FX Empire – Japan Household Spending

Why Do This Week’s Numbers Matter?

Last week, the Bank of Japan’s Summary of Opinions showed two key trends. The economy will likely moderate, with underlying CPI inflation expected to be sluggish and face downside risks. Despite the near-term outlook, the BoJ would continue raising interest rates if the economy and price trends align with forecasts.

Upbeat data would support a more hawkish stance, while a slowing economy may allow the BoJ to hold rates steady in the nearer term.

USD/JPY Outlook: High Volatility Driven by Geopolitics and Economic Indicators

  • Bullish Yen Scenario: Upbeat Japanese data, hawkish BoJ signals, or a breach of the Iran-Israel ceasefire could send USD/JPY toward 142.5.
  • Yen Carry Trade Unwind Risks: A USD/JPY drop below the September 2024 low of 139.576 could accelerate the Yen Carry Trade Unwind.
  • Bearish Yen Scenario: Weaker Japanese economic indicators, dovish BoJ cues, or progress toward a US-Iran nuclear agreement may drive the pair toward 150.

US Services PMIs and Labor Market Reports to Spotlight US Dollar and the Fed

In the US, labor market data and services sector PMI numbers will influence the Fed rate path and US dollar appetite.

Key events and forecasts include:

  • JOLTs Job Openings (July 1): drop from 7.391 million in April to 7.1 million in May.
  • ADP Employment Change (July 2): increase by 90k in June after rising 37k in May.
  • US Jobs Report (July 3): average hourly earnings to rise 3.9% in June, mirroring May’s increase, with the unemployment rate to remain unchanged at 4.2%.
  • ISM Services PMI (July 3): rise from 49.9 in May to 50.3 in June.

Weaker job openings, subdued wage growth, and a higher jobless rate would support Fed rate cut bets by signaling softer inflation and cooling consumer demand.
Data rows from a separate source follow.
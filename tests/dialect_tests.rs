// tests/dialect_tests.rs
//
// Round-trip properties over the translation table: pairs with an inverse
// recover the original body modulo the documented lossy fields (ids,
// timestamps).

use llm_key_proxy::dialect::anthropic::{
    anthropic_text_to_chat, flatten_messages, openai_to_anthropic_text, split_prompt,
};
use llm_key_proxy::dialect::openai::{chat_to_text_response, text_to_chat_request};
use llm_key_proxy::dialect::{ApiDialect, TRANSFORMS};
use serde_json::json;

#[test]
fn flatten_then_split_recovers_the_conversation() {
    // R1 for the openai -> anthropic-text -> anthropic-chat chain.
    let messages = vec![
        json!({"role": "system", "content": "Answer in French."}),
        json!({"role": "user", "content": "How are you?"}),
        json!({"role": "assistant", "content": "Ça va bien."}),
        json!({"role": "user", "content": "And the weather?"}),
    ];
    let prompt = flatten_messages(&messages).unwrap();
    let (system, turns) = split_prompt(&prompt);

    assert_eq!(system.as_deref(), Some("Answer in French."));
    let expected: Vec<_> = messages[1..].to_vec();
    assert_eq!(turns, expected);
}

#[test]
fn text_wrap_then_unwrap_recovers_the_prompt() {
    // R1 for openai-text -> openai.
    let original = json!({
        "model": "gpt-3.5-turbo-instruct",
        "prompt": "Once upon a time",
        "max_tokens": 64,
        "temperature": 0.7,
    });
    let chat_request = text_to_chat_request(&original).unwrap();
    assert_eq!(chat_request["messages"][0]["content"], "Once upon a time");
    assert_eq!(chat_request["max_tokens"], 64);

    // And the response direction maps choices back into text shape.
    let chat_response = json!({
        "id": "chatcmpl-9",
        "model": "gpt-3.5-turbo",
        "created": 123,
        "choices": [{
            "index": 0,
            "message": {"role": "assistant", "content": ", there was a fox."},
            "finish_reason": "stop",
        }],
        "usage": {"prompt_tokens": 4, "completion_tokens": 6, "total_tokens": 10},
    });
    let text_response = chat_to_text_response(&chat_response).unwrap();
    assert_eq!(text_response["object"], "text_completion");
    assert_eq!(text_response["choices"][0]["text"], ", there was a fox.");
    assert_eq!(text_response["choices"][0]["finish_reason"], "stop");
}

#[test]
fn openai_to_anthropic_text_and_back_preserves_content() {
    let inbound = json!({
        "model": "claude-2",
        "messages": [{"role": "user", "content": "Tell me a joke."}],
        "max_tokens": 100,
    });
    let outbound = openai_to_anthropic_text(&inbound).unwrap();
    let prompt = outbound["prompt"].as_str().unwrap();
    assert!(prompt.contains("Tell me a joke."));

    let upstream_response = json!({
        "completion": " Why did the crab never share? Because he was shellfish.",
        "stop_reason": "stop_sequence",
        "model": "claude-2",
    });
    let client_response = TRANSFORMS
        .translate_response(ApiDialect::OpenAi, ApiDialect::AnthropicText, &upstream_response)
        .unwrap();
    assert_eq!(client_response["object"], "chat.completion");
    assert_eq!(
        client_response["choices"][0]["message"]["content"],
        "Why did the crab never share? Because he was shellfish."
    );
    assert!(client_response["usage"]["completion_tokens"].as_u64().unwrap() > 0);
}

#[test]
fn claude3_upgrade_translates_both_directions() {
    let text_request = json!({
        "model": "claude-3-opus-20240229",
        "prompt": "\n\nHuman: hi\n\nAssistant:",
        "max_tokens_to_sample": 50,
    });
    let chat_request = anthropic_text_to_chat(&text_request).unwrap();
    assert_eq!(chat_request["messages"], json!([{"role": "user", "content": "hi"}]));
    assert_eq!(chat_request["max_tokens"], 50);

    let chat_response = json!({
        "id": "msg_1",
        "model": "claude-3-opus-20240229",
        "content": [{"type": "text", "text": "Hello!"}],
        "stop_reason": "end_turn",
        "usage": {"input_tokens": 3, "output_tokens": 2},
    });
    let text_response = TRANSFORMS
        .translate_response(
            ApiDialect::AnthropicText,
            ApiDialect::AnthropicChat,
            &chat_response,
        )
        .unwrap();
    assert_eq!(text_response["type"], "completion");
    assert_eq!(text_response["completion"], "Hello!");
}

#[test]
fn stop_sequences_survive_translation() {
    let inbound = json!({
        "model": "claude-2",
        "messages": [{"role": "user", "content": "count"}],
        "stop": ["STOP", "END"],
    });
    let out = openai_to_anthropic_text(&inbound).unwrap();
    assert_eq!(out["stop_sequences"], json!(["STOP", "END"]));

    let chat = TRANSFORMS
        .translate_request(ApiDialect::OpenAi, ApiDialect::AnthropicChat, &inbound)
        .unwrap();
    assert_eq!(chat["stop_sequences"], json!(["STOP", "END"]));
}

#[test]
fn google_pair_round_trips_content() {
    let inbound = json!({
        "model": "gemini-pro",
        "messages": [
            {"role": "user", "content": "What is Rust?"},
        ],
        "max_tokens": 200,
    });
    let outbound = TRANSFORMS
        .translate_request(ApiDialect::OpenAi, ApiDialect::GoogleAi, &inbound)
        .unwrap();
    assert_eq!(
        outbound["contents"][0]["parts"][0]["text"],
        "What is Rust?"
    );

    let upstream_response = json!({
        "candidates": [{
            "content": {"parts": [{"text": "A systems language."}], "role": "model"},
            "finishReason": "STOP",
        }],
        "usageMetadata": {"promptTokenCount": 5, "candidatesTokenCount": 4},
    });
    let client_response = TRANSFORMS
        .translate_response(ApiDialect::OpenAi, ApiDialect::GoogleAi, &upstream_response)
        .unwrap();
    assert_eq!(
        client_response["choices"][0]["message"]["content"],
        "A systems language."
    );
    assert_eq!(client_response["usage"]["prompt_tokens"], 5);
}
Conversely, strong labor and services data may ease pressure on the Fed to act in July.

The services sector accounts for around 80% of US GDP, making its performance pivotal. Rising prices may delay cuts despite economic weakness, with robust activity potentially pushing rate cut expectations further out.
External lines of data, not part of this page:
// src/keys/openai.rs

use crate::config::ServiceConfig;
use crate::error::Result;
use crate::keys::provider::KeyProvider;
use crate::keys::record::{BoundKey, KeyPatch, KeyView, Service, ServiceExtra};
use crate::keys::store::{KeyStore, StoreTuning};
use http::HeaderMap;
use secrecy::Secret;
use std::sync::Arc;
use std::time::Duration;
use tokio::sync::Notify;
use tracing::debug;

const DEFAULT_BASE_URL: &str = "https://api.openai.com";

/// Families assumed for an unchecked key. The checker narrows or widens the
/// set from the upstream model listing.
const DEFAULT_FAMILIES: &[&str] = &["gpt-4", "gpt-3.5-turbo"];

/// USD per 1k output tokens, by family. Rough published list prices; only
/// used for the aggregate diagnostics string.
const PRICING_PER_1K: &[(&str, f64)] = &[
    ("gpt-4", 0.06),
    ("gpt-4-turbo", 0.03),
    ("gpt-3.5-turbo", 0.002),
];

/// Map an OpenAI model id to its capability family.
pub fn family_for_model(model: &str) -> Option<&'static str> {
    if model.starts_with("gpt-4-turbo") || model.starts_with("gpt-4-1106") {
        Some("gpt-4-turbo")
    } else if model.starts_with("gpt-4") {
        Some("gpt-4")
    } else if model.starts_with("gpt-3.5") {
        Some("gpt-3.5-turbo")
    } else if model.starts_with("text-embedding") {
        Some("embeddings")
    } else if model.starts_with("text-moderation") {
        Some("text-moderation")
    } else if model.starts_with("dall-e") {
        Some("image")
    } else if model.starts_with("whisper") || model.starts_with("tts") {
        Some("audio")
    } else if model.starts_with("text-") || model.ends_with("-instruct") {
        // Legacy completion models ride on the turbo tier.
        Some("gpt-3.5-turbo")
    } else {
        None
    }
}

pub struct OpenAiKeyProvider {
    store: KeyStore,
    base_url: String,
}

impl OpenAiKeyProvider {
    pub fn new(config: &ServiceConfig) -> Self {
        let tuning = StoreTuning {
            rate_limit_lockout: Duration::from_millis(config.rate_limit_lockout_ms),
            key_reuse_delay: Duration::from_millis(config.key_reuse_delay_ms),
            remaining_requests_floor: 1,
        };
        Self {
            store: KeyStore::new(Service::OpenAi, config.keys.clone(), DEFAULT_FAMILIES, tuning),
            base_url: config
                .base_url
                .clone()
                .unwrap_or_else(|| DEFAULT_BASE_URL.to_string()),
        }
    }
}

fn header_u64(headers: &HeaderMap, name: &str) -> Option<u64> {
    headers
        .get(name)
        .and_then(|v| v.to_str().ok())
        .and_then(|v| v.trim().parse().ok())
}

fn header_string(headers: &HeaderMap, name: &str) -> Option<String> {
    headers
        .get(name)
        .and_then(|v| v.to_str().ok())
        .map(str::to_string)
}

impl KeyProvider for OpenAiKeyProvider {
    fn service(&self) -> Service {
        Service::OpenAi
    }

    fn list(&self) -> Vec<KeyView> {
        self.store.views()
    }

    fn get(&self, model: &str) -> Result<BoundKey> {
        self.store.select(&self.family_of(model))
    }

    fn disable(&self, hash: &str) {
        self.store.disable(hash);
    }

    fn update(&self, hash: &str, patch: KeyPatch) {
        self.store.update(hash, patch);
    }

    fn available(&self) -> usize {
        self.store.available()
    }

    fn any_unchecked(&self) -> bool {
        self.store.any_unchecked()
    }

    fn increment_prompt(&self, hash: &str) {
        self.store.increment_prompt(hash);
    }

    fn increment_usage(&self, hash: &str, model: &str, tokens: u64) {
        self.store.increment_usage(hash, &self.family_of(model), tokens);
    }

    fn mark_rate_limited(&self, hash: &str) {
        self.store.mark_rate_limited(hash);
    }

    fn get_lockout_period(&self, model: &str) -> Duration {
        self.store.lockout_period(&self.family_of(model))
    }

    fn remaining_quota(&self) -> f64 {
        self.store.remaining_quota()
    }

    fn usage_in_usd(&self) -> String {
        let usd = self.store.fold(0.0_f64, |acc, record| {
            acc + record
                .token_counts
                .iter()
                .map(|(family, tokens)| {
                    let rate = PRICING_PER_1K
                        .iter()
                        .find(|(f, _)| f == family)
                        .map_or(0.0, |(_, rate)| *rate);
                    (*tokens as f64 / 1000.0) * rate
                })
                .sum::<f64>()
        });
        format!("${usd:.2}")
    }

    fn update_rate_limits(&self, hash: &str, headers: &HeaderMap) {
        let remaining_requests = header_u64(headers, "x-ratelimit-remaining-requests");
        let remaining_tokens = header_u64(headers, "x-ratelimit-remaining-tokens");
        let reset_requests = header_string(headers, "x-ratelimit-reset-requests");
        let reset_tokens = header_string(headers, "x-ratelimit-reset-tokens");
        if remaining_requests.is_none() && remaining_tokens.is_none() {
            return;
        }
        self.store.with_record(hash, |record| {
            if let ServiceExtra::OpenAi {
                remaining_requests: rr,
                remaining_tokens: rt,
                reset_requests: resr,
                reset_tokens: rest,
            } = &mut record.extra
            {
                if remaining_requests.is_some() {
                    *rr = remaining_requests;
                }
                if remaining_tokens.is_some() {
                    *rt = remaining_tokens;
                }
                if reset_requests.is_some() {
                    *resr = reset_requests;
                }
                if reset_tokens.is_some() {
                    *rest = reset_tokens;
                }
            }
        });
        debug!(
            key.hash = %hash,
            remaining_requests = ?remaining_requests,
            remaining_tokens = ?remaining_tokens,
            "Stored OpenAI rate-limit headers"
        );
    }

    fn family_of(&self, model: &str) -> String {
        family_for_model(model).unwrap_or("gpt-3.5-turbo").to_string()
    }

    fn default_families(&self) -> Vec<String> {
        DEFAULT_FAMILIES.iter().map(|f| f.to_string()).collect()
    }

    fn checkable_keys(&self) -> Vec<(String, Secret<String>)> {
        self.store.checkable()
    }

    fn change_notifier(&self) -> Arc<Notify> {
        self.store.change_notifier()
    }

    fn base_url(&self) -> &str {
        &self.base_url
    }
}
While the data will influence US dollar demand and USD/JPY trends, trade developments also require consideration.

Potential Price Scenarios:

  • Bullish US Dollar Scenario: Upbeat US data, hawkish Fed rhetoric, and easing trade tensions may send USD/JPY toward 150.
  • Bearish US Dollar Scenario: US recession jitters, dovish Fed cues, and escalating trade tensions could drag USD/JPY toward 142.5.

Short-term Forecast:

USD/JPY’s near-term outlook hinges on trade developments, economic data, and central bank guidance. That said, trade developments and geopolitical risks will likely carry the greatest market weight in the week ahead.

USD/JPY Price Action

Daily Chart

On the daily chart, the USD/JPY trades below the 50-day and 200-day Exponential Moving Averages (EMA), signaling a bearish technical outlook.
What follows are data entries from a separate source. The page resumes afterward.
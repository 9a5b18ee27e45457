// src/dialect/mod.rs
//
// Body translation between API dialects. Every supported (inbound, outbound)
// pair is a pure function over `serde_json::Value`, registered once at
// startup; pairs missing from the table fail loudly at request entry.

pub mod anthropic;
pub mod google;
pub mod openai;
pub mod streaming;

use crate::error::{AppError, Result};
use once_cell::sync::Lazy;
use serde_json::Value;
use std::collections::HashMap;
use std::fmt;

/// The shape of request and response bodies expected by one API family.
#[derive(Debug, Clone, Copy, PartialEq, Eq, Hash)]
pub enum ApiDialect {
    OpenAi,
    OpenAiText,
    OpenAiImage,
    AnthropicText,
    AnthropicChat,
    GoogleAi,
}

impl ApiDialect {
    pub fn as_str(&self) -> &'static str {
        match self {
            Self::OpenAi => "openai",
            Self::OpenAiText => "openai-text",
            Self::OpenAiImage => "openai-image",
            Self::AnthropicText => "anthropic-text",
            Self::AnthropicChat => "anthropic-chat",
            Self::GoogleAi => "google-ai",
        }
    }
}

impl fmt::Display for ApiDialect {
    fn fmt(&self, f: &mut fmt::Formatter<'_>) -> fmt::Result {
        f.write_str(self.as_str())
    }
}

type BodyTransform = fn(&Value) -> Result<Value>;

fn identity(body: &Value) -> Result<Value> {
    Ok(body.clone())
}

/// Request- and response-direction transforms, keyed by
/// `(inbound dialect, outbound dialect)`.
pub struct TransformTable {
    requests: HashMap<(ApiDialect, ApiDialect), BodyTransform>,
    responses: HashMap<(ApiDialect, ApiDialect), BodyTransform>,
}

impl TransformTable {
    fn new() -> Self {
        use ApiDialect::*;

        let mut requests: HashMap<(ApiDialect, ApiDialect), BodyTransform> = HashMap::new();
        let mut responses: HashMap<(ApiDialect, ApiDialect), BodyTransform> = HashMap::new();

        for dialect in [OpenAi, OpenAiText, OpenAiImage, AnthropicText, AnthropicChat] {
            requests.insert((dialect, dialect), identity);
            responses.insert((dialect, dialect), identity);
        }

        requests.insert((OpenAi, AnthropicText), anthropic::openai_to_anthropic_text);
        responses.insert(
            (OpenAi, AnthropicText),
            anthropic::completion_to_openai_chat,
        );

        requests.insert((OpenAi, AnthropicChat), anthropic::openai_to_anthropic_chat);
        responses.insert((OpenAi, AnthropicChat), anthropic::messages_to_openai_chat);

        requests.insert(
            (AnthropicText, AnthropicChat),
            anthropic::anthropic_text_to_chat,
        );
        responses.insert(
            (AnthropicText, AnthropicChat),
            anthropic::messages_to_completion,
        );

        requests.insert((OpenAiText, OpenAi), openai::text_to_chat_request);
        responses.insert((OpenAiText, OpenAi), openai::chat_to_text_response);

        requests.insert((OpenAi, GoogleAi), google::openai_to_google);
        responses.insert((OpenAi, GoogleAi), google::google_to_openai_chat);

        Self {
            requests,
            responses,
        }
    }

    /// Translate a validated inbound body into the outbound dialect.
    pub fn translate_request(
        &self,
        inbound: ApiDialect,
        outbound: ApiDialect,
        body: &Value,
    ) -> Result<Value> {
        let transform = self
            .requests
            .get(&(inbound, outbound))
            .ok_or_else(|| AppError::unsupported(inbound.as_str(), outbound.as_str()))?;
        transform(body)
    }

    /// Reshape an upstream response body back into the client's dialect.
    pub fn translate_response(
        &self,
        inbound: ApiDialect,
        outbound: ApiDialect,
        body: &Value,
    ) -> Result<Value> {
        let transform = self
            .responses
            .get(&(inbound, outbound))
            .ok_or_else(|| AppError::unsupported(inbound.as_str(), outbound.as_str()))?;
        transform(body)
    }

    pub fn supports(&self, inbound: ApiDialect, outbound: ApiDialect) -> bool {
        self.requests.contains_key(&(inbound, outbound))
    }
}

/// The process-wide transform table.
pub static TRANSFORMS: Lazy<TransformTable> = Lazy::new(TransformTable::new);

/// Validate an inbound body against its dialect's schema.
///
/// # Errors
///
/// `BadRequest` naming the first violated field.
pub fn validate(dialect: ApiDialect, body: &Value) -> Result<()> {
    match dialect {
        ApiDialect::OpenAi => openai::validate_chat(body),
        ApiDialect::OpenAiText => openai::validate_text(body),
        ApiDialect::OpenAiImage => openai::validate_image(body),
        ApiDialect::AnthropicText => anthropic::validate_text(body),
        ApiDialect::AnthropicChat => anthropic::validate_chat(body),
        ApiDialect::GoogleAi => Err(AppError::bad_request(
            "google-ai is not an accepted inbound dialect",
        )),
    }
}

#[cfg(test)]
mod tests {
    use super::*;
    use serde_json::json;

    #[test]
    fn unknown_pairs_fail_loudly() {
        let body = json!({"model": "dall-e-3", "prompt": "a fox"});
        let err = TRANSFORMS
            .translate_request(ApiDialect::OpenAiImage, ApiDialect::AnthropicChat, &body)
            .unwrap_err();
        assert!(matches!(err, AppError::Unsupported { .. }));
    }

    #[test]
    fn identity_pairs_are_registered() {
        assert!(TRANSFORMS.supports(ApiDialect::OpenAi, ApiDialect::OpenAi));
        assert!(TRANSFORMS.supports(ApiDialect::AnthropicChat, ApiDialect::AnthropicChat));
    }

    #[test]
    fn identity_translation_preserves_body() {
        let body = json!({"model": "gpt-4", "messages": [{"role": "user", "content": "hi"}]});
        let out = TRANSFORMS
            .translate_request(ApiDialect::OpenAi, ApiDialect::OpenAi, &body)
            .unwrap();
        assert_eq!(out, body);
    }
}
A break above the 50-day EMA could support a move toward last week’s high of 148.026 and the 200-day EMA. Sustained buying pressure may pave the way to the 149.358 resistance level.

On the downside, a break below last week’s low of 143.749 could expose the 142.5 level. Increased selling pressure may enable the bears to target the crucial 140 psychological level and the September 2024 low of 139.576.

The 14-day Relative Strength Index (RSI) sits at 49.40, suggesting USD/JPY has room to drop to 142.5 before entering oversold territory (RSI< 30).